======== Source records
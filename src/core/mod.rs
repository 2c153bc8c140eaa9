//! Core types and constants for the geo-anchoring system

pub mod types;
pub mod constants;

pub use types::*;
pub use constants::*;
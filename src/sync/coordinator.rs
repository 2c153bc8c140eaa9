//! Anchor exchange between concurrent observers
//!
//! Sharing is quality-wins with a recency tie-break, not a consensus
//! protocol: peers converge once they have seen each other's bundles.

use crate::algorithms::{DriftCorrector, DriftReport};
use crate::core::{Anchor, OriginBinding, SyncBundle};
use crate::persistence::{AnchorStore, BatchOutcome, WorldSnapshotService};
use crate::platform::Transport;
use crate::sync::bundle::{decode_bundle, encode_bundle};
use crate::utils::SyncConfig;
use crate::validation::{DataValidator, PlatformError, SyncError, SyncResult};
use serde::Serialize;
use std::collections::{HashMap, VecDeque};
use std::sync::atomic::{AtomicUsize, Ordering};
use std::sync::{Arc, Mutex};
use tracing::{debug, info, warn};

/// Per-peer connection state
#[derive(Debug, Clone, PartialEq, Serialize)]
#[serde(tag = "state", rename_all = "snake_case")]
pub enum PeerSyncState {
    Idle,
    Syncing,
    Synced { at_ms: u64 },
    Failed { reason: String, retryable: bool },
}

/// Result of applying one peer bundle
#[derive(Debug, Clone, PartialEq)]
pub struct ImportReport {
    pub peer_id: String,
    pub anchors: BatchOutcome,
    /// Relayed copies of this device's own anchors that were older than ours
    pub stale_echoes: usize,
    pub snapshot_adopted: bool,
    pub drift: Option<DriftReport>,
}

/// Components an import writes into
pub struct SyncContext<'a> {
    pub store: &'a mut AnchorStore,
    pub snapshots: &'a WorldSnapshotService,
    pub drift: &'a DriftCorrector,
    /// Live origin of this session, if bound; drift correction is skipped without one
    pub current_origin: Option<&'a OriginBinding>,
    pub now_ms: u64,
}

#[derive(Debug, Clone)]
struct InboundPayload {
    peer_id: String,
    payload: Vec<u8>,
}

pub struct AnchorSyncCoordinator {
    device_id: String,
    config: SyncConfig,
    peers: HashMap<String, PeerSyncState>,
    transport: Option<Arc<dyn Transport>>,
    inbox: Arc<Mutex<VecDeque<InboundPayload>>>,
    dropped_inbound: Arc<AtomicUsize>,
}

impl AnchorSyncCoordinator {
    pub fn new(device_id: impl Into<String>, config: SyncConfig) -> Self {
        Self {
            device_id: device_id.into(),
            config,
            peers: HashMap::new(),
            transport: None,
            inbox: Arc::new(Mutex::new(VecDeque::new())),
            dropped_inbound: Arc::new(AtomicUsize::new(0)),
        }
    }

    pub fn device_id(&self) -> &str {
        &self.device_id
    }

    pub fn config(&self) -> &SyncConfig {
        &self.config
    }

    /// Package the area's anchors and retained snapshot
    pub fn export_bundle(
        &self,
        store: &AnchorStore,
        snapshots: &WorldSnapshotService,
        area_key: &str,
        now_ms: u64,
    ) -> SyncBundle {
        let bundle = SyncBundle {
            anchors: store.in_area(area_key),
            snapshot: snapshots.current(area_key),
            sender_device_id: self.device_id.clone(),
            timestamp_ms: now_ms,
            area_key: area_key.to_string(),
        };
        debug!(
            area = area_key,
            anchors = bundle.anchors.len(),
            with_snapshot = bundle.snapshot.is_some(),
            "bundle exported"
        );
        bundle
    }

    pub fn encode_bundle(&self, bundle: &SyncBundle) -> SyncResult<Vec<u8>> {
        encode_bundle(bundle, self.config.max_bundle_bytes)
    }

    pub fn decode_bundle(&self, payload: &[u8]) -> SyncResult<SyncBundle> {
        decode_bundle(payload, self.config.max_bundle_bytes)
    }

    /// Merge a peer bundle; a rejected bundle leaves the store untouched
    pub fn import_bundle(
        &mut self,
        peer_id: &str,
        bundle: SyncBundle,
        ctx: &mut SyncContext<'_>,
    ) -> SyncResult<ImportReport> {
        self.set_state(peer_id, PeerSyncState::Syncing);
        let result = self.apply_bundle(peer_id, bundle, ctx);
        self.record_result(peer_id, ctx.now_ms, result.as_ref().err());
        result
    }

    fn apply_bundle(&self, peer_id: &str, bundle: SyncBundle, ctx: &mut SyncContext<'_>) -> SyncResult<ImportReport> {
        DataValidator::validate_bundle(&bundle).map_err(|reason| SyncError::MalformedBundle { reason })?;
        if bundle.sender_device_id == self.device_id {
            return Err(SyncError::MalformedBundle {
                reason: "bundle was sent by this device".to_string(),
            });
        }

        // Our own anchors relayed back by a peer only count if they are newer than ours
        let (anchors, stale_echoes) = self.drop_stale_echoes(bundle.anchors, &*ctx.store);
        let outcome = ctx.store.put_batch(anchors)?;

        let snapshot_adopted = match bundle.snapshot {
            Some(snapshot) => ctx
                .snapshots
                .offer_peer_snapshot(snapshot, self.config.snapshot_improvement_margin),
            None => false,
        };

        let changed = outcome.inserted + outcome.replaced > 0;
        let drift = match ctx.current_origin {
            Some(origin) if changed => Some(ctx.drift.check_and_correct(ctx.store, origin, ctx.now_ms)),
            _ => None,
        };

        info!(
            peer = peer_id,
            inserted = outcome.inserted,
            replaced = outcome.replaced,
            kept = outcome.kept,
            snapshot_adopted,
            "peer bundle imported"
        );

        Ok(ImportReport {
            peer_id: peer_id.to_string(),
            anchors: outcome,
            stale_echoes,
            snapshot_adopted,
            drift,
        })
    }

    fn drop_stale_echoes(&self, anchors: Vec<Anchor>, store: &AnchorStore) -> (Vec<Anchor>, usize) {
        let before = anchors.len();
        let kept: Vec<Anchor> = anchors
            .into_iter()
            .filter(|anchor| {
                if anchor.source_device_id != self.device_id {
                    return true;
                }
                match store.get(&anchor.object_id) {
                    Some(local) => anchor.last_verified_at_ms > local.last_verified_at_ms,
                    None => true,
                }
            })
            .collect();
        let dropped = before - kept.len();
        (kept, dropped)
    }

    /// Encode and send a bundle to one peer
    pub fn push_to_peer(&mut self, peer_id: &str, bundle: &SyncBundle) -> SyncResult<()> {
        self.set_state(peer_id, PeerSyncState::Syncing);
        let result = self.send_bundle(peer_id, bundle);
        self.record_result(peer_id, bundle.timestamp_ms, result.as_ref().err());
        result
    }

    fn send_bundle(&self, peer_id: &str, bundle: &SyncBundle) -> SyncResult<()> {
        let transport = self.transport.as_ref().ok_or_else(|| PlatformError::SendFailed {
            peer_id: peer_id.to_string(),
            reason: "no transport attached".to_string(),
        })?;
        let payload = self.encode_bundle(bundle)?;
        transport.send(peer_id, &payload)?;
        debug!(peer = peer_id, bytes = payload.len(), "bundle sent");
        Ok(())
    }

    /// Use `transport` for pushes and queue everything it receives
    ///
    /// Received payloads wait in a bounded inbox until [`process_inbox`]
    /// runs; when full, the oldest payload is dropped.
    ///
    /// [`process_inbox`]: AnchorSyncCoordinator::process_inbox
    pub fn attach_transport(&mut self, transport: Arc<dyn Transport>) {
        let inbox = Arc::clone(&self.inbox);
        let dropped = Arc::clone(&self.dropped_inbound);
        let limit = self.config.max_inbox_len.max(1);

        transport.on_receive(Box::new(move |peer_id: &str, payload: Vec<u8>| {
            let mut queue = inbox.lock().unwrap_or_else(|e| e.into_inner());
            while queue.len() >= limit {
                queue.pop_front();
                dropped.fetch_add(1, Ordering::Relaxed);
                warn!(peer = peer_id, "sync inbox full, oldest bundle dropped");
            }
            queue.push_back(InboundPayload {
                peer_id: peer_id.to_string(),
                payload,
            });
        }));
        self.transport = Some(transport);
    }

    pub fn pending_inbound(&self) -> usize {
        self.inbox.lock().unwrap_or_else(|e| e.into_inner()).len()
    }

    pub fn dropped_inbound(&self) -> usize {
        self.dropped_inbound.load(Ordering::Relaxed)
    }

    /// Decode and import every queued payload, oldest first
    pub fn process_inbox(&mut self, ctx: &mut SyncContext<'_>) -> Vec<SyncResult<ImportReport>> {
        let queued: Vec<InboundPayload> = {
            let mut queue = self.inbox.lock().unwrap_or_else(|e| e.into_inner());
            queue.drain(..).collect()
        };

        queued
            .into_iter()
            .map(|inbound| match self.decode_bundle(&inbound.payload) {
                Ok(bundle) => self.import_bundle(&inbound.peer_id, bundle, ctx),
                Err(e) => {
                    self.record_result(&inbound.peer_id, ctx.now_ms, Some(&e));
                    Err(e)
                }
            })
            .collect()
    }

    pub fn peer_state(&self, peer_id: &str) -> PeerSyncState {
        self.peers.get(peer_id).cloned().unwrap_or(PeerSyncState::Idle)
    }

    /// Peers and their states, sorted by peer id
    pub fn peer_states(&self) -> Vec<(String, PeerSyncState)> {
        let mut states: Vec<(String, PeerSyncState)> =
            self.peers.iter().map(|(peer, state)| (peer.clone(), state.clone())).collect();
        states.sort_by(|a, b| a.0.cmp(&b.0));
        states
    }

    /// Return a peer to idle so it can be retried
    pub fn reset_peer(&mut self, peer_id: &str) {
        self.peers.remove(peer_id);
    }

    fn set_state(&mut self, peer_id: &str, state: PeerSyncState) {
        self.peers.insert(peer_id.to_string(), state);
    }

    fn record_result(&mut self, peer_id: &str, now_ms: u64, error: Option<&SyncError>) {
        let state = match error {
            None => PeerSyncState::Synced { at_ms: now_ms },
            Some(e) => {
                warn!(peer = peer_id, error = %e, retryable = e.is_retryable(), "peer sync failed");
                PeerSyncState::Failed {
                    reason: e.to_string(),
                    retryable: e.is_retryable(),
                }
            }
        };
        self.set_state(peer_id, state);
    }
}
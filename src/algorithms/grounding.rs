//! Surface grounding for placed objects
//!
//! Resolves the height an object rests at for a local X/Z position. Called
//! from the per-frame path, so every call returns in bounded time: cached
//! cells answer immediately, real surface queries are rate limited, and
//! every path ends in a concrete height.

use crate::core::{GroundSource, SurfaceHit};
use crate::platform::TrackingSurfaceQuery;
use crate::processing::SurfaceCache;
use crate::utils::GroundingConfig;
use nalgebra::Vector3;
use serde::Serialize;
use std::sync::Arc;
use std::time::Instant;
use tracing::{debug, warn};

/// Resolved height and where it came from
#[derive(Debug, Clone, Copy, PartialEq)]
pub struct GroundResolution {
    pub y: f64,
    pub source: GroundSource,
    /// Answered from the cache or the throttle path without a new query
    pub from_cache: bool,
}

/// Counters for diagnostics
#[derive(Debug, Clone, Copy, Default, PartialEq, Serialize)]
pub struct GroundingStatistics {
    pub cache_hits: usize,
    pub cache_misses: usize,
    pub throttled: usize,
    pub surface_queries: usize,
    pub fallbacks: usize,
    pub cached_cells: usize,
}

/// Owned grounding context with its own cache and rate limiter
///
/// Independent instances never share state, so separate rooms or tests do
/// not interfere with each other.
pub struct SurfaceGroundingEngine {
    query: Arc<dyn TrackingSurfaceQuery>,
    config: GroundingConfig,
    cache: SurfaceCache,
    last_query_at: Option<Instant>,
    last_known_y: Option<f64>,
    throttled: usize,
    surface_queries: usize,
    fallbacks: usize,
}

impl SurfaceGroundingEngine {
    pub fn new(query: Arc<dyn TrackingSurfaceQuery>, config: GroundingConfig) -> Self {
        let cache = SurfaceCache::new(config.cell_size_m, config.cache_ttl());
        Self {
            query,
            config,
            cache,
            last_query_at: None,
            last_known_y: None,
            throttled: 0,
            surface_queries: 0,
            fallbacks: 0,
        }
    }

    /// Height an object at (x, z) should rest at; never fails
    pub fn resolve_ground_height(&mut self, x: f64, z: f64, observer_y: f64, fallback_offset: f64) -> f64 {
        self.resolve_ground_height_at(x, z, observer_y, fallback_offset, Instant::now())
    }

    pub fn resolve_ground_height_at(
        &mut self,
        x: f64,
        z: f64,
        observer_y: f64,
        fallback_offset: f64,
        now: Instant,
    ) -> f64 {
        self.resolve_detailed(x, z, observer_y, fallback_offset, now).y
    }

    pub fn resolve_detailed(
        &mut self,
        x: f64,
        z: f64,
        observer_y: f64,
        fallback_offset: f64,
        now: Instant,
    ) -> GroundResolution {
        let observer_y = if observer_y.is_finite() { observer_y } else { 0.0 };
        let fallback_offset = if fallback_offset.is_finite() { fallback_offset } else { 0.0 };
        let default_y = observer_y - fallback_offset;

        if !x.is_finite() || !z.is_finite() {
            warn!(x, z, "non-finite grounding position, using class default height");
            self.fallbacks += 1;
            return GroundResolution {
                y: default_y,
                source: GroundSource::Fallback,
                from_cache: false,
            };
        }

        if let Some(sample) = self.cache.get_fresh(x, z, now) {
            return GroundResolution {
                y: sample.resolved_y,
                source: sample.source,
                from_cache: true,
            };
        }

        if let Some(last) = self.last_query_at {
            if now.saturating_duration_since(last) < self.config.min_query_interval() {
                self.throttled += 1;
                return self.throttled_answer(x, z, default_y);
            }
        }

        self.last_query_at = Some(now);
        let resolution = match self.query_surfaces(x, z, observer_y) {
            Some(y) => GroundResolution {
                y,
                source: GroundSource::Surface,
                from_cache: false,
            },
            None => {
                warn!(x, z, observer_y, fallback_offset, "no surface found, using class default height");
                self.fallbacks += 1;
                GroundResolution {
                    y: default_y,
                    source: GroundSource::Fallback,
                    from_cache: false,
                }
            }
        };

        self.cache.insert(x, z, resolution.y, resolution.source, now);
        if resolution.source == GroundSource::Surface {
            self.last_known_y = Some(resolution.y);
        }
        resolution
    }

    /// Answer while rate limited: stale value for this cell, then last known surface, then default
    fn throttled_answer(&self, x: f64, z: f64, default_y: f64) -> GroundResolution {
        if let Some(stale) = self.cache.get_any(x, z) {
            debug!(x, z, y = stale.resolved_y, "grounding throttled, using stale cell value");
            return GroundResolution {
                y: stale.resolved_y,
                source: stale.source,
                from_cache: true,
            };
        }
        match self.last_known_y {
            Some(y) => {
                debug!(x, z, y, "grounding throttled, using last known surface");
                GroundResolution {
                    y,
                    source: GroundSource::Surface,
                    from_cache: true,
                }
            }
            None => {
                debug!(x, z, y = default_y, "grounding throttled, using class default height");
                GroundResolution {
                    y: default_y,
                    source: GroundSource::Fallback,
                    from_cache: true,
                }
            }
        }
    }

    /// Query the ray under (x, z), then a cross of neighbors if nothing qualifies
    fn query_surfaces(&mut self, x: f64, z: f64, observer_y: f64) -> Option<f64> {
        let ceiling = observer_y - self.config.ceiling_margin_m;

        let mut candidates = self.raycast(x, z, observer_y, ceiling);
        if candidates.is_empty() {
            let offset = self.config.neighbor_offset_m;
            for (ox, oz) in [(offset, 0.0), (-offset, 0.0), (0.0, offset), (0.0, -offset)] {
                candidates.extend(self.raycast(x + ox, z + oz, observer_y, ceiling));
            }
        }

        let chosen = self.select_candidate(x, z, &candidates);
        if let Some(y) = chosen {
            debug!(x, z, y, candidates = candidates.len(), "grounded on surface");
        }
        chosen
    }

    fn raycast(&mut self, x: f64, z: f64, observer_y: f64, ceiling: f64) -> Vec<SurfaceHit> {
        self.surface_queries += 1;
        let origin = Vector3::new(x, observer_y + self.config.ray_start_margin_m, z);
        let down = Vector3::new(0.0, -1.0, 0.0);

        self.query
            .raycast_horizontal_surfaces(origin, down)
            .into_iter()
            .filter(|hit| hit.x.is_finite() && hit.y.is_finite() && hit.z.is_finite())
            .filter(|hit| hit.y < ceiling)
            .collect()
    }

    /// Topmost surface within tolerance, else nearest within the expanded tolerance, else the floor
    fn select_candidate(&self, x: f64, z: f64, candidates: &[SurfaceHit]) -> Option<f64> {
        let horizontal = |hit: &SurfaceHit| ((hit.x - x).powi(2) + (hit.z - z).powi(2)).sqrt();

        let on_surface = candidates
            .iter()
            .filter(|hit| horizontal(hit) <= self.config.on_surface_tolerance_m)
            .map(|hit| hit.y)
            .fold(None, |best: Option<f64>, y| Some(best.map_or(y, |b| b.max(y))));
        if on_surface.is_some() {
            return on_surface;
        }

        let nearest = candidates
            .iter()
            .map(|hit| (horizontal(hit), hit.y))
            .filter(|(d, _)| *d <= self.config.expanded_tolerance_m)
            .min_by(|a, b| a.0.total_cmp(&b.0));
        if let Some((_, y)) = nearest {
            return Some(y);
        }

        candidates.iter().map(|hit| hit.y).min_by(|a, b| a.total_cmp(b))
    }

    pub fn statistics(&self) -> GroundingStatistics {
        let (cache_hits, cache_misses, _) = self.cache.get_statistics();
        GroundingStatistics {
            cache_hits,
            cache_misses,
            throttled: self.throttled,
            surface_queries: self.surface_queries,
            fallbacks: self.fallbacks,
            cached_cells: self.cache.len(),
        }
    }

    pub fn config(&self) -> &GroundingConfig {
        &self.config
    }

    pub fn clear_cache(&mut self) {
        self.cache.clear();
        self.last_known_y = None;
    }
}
================
Look at the material above and copy, word for word, its lines from the first through the one containing "each other's bundles.".

filename src/core/mod.rs
repository 2c153bc8c140eaa9
//! Core types and constants for the geo-anchoring system

pub mod types;
pub mod constants;

pub use types::*;
pub use constants::*;
filename src/sync/coordinator.rs
repository 2c153bc8c140eaa9
//! Anchor exchange between concurrent observers
//!
//! Sharing is quality-wins with a recency tie-break, not a consensus
//! protocol: peers converge once they have seen each other's bundles.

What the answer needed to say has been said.